Assignment: Where a line of the data below has the string "same", copy that line.
^^^^
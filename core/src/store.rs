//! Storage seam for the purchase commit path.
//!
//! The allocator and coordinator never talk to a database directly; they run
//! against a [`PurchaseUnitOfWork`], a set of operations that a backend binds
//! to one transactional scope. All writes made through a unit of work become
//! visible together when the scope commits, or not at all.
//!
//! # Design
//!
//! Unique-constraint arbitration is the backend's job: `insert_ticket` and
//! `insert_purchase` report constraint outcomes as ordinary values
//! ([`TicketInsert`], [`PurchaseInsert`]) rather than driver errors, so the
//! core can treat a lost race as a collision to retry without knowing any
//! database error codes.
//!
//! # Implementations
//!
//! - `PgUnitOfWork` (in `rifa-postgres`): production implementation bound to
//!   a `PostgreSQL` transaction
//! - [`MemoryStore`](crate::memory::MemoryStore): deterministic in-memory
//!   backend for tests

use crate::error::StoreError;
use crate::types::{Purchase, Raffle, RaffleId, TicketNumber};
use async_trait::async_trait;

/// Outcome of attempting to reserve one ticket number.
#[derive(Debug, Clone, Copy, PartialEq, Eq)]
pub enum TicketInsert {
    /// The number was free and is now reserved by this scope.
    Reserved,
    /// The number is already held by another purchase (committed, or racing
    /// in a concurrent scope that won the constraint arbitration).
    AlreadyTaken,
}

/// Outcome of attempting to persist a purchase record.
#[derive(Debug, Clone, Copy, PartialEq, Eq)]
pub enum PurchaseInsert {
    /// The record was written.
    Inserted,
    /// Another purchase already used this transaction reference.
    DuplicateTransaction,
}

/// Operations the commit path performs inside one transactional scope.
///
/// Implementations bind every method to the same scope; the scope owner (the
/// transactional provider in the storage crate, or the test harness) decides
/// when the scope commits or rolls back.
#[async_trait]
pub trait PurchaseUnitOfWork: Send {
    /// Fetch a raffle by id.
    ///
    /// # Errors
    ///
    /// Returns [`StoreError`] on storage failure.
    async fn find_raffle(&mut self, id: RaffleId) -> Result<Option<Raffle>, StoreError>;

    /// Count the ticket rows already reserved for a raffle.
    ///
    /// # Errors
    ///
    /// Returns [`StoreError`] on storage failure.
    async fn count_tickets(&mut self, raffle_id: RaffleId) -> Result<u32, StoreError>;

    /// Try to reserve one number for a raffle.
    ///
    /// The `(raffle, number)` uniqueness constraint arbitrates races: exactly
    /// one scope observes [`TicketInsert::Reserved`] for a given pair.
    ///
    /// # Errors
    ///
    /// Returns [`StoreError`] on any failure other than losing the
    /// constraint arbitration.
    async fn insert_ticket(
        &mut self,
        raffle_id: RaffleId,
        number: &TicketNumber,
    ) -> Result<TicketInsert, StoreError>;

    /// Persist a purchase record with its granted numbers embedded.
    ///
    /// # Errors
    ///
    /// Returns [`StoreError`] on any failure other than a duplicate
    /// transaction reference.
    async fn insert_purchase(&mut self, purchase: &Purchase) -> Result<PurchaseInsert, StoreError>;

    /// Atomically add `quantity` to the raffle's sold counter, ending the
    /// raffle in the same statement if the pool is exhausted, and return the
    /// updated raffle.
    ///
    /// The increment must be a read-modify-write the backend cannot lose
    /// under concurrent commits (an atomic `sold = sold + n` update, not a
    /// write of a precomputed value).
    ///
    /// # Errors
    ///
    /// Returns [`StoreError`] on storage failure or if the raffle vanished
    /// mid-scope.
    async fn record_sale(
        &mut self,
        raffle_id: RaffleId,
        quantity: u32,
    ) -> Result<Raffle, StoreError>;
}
^^^^
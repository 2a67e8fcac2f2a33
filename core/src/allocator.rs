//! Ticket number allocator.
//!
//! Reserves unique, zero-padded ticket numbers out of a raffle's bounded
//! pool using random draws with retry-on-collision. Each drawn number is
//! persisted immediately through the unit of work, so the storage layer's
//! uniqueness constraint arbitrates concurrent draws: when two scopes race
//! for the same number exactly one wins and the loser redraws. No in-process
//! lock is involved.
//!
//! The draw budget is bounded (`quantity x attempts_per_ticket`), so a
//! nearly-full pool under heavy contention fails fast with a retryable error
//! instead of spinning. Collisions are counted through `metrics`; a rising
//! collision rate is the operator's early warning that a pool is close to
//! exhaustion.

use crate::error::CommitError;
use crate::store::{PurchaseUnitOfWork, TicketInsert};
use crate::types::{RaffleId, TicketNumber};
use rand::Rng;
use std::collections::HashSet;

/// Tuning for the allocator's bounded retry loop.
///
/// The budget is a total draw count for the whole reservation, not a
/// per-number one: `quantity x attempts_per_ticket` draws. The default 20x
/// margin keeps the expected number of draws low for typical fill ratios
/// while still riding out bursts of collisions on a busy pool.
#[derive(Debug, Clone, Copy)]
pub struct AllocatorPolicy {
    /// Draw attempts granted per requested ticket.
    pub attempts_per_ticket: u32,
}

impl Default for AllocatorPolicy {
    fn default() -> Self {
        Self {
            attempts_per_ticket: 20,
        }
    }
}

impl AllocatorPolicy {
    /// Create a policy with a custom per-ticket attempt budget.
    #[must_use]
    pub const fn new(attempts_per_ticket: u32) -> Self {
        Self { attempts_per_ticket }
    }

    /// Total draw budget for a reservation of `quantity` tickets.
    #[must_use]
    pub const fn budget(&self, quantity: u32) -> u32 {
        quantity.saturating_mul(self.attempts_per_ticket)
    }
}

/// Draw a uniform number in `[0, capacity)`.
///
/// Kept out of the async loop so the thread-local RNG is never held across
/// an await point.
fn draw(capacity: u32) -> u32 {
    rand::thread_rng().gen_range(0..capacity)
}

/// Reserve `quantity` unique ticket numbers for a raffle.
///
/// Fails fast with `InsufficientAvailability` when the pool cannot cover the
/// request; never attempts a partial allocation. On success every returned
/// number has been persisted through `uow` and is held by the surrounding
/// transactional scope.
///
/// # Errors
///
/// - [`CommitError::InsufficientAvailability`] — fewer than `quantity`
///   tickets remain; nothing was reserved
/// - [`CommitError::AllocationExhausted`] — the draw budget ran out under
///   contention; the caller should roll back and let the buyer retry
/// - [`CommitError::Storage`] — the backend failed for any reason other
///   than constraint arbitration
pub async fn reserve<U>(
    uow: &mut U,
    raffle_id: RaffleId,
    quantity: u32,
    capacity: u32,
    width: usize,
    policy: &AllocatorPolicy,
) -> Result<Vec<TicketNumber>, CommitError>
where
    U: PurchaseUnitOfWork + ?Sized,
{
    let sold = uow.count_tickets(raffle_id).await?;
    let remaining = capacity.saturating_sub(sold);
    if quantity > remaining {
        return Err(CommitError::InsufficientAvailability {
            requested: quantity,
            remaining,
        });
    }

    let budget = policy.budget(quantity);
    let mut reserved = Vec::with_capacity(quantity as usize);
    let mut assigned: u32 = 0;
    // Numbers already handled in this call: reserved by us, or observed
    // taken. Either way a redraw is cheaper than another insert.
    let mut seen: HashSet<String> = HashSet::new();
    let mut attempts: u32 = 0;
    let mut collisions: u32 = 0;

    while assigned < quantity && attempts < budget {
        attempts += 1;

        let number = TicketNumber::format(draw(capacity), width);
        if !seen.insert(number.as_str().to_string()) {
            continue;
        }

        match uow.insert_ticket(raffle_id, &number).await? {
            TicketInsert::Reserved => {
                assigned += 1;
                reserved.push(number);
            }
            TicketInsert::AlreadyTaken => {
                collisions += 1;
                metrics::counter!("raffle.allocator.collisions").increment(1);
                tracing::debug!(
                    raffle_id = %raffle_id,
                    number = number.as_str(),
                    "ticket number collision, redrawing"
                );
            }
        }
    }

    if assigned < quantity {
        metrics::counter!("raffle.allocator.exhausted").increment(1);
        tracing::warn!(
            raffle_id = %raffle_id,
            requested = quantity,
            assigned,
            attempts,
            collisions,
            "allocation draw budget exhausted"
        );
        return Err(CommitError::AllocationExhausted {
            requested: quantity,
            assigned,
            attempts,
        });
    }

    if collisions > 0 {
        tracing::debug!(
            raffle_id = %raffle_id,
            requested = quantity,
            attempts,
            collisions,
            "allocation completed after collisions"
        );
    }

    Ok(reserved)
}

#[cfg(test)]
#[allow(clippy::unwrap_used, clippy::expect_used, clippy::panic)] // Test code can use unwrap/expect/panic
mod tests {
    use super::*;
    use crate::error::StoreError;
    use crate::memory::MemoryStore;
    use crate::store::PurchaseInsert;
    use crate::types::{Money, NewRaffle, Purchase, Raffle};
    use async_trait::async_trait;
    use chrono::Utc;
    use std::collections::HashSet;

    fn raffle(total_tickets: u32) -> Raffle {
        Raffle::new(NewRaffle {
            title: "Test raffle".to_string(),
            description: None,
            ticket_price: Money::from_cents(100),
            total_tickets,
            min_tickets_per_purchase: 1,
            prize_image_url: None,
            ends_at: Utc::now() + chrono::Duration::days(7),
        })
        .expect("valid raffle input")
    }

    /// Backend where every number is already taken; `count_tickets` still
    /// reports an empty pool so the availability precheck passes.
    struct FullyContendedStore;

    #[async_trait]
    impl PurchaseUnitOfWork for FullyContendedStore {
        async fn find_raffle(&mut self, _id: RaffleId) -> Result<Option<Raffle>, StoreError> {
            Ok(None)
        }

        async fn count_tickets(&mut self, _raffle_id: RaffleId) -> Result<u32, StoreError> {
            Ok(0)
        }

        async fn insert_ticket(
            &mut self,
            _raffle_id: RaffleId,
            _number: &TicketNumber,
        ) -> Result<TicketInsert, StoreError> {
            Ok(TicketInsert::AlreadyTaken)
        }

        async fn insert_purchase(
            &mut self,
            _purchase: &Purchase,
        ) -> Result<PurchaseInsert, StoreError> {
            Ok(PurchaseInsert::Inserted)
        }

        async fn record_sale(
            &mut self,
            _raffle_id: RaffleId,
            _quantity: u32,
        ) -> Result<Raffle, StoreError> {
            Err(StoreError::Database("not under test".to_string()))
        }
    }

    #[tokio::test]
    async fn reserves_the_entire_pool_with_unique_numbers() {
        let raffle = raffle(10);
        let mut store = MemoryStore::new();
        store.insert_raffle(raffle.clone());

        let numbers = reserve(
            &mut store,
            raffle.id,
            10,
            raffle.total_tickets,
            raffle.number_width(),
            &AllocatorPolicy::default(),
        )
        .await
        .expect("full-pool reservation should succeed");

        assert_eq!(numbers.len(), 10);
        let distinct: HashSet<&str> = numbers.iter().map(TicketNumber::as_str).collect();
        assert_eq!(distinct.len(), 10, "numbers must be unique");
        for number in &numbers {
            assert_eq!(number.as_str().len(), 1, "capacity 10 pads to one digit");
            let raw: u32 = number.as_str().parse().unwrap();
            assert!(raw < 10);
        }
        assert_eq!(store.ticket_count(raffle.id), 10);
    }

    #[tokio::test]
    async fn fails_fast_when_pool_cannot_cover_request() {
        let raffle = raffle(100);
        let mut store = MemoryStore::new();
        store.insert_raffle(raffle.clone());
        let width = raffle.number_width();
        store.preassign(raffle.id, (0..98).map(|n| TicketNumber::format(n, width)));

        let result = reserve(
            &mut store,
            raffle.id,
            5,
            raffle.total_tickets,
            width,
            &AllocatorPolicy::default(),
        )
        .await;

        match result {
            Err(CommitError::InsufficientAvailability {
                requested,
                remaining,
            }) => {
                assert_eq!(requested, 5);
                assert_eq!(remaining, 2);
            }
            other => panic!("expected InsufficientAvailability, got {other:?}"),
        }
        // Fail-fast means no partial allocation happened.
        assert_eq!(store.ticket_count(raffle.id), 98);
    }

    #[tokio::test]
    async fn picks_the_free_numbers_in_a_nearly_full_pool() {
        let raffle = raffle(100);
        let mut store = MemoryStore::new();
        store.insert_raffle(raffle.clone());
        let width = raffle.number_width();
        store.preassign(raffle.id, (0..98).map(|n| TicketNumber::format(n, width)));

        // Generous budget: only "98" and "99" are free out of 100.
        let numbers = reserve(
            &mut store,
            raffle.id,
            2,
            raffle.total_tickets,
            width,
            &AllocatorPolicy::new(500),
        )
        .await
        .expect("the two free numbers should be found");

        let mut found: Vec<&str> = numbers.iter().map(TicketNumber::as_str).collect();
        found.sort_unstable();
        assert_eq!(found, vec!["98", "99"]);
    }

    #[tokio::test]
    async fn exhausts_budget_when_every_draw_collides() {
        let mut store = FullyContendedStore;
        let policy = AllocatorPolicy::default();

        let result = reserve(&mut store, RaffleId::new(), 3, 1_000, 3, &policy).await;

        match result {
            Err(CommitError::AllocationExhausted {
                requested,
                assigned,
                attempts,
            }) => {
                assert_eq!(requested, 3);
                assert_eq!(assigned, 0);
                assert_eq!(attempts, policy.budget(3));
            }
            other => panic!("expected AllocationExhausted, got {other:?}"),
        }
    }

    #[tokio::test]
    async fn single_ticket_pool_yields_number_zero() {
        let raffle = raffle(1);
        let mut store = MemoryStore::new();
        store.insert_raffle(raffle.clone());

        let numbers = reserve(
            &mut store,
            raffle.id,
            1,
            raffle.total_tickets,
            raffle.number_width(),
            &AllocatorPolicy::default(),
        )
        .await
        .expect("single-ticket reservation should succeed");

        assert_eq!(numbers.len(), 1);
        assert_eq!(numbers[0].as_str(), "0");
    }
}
^^^^
Result of the exercise:
/// Implementations bind every method to the same scope; the scope owner (the
    /// raffle in the same statement if the pool is exhausted, and return the
//! for the same number exactly one wins and the loser redraws. No in-process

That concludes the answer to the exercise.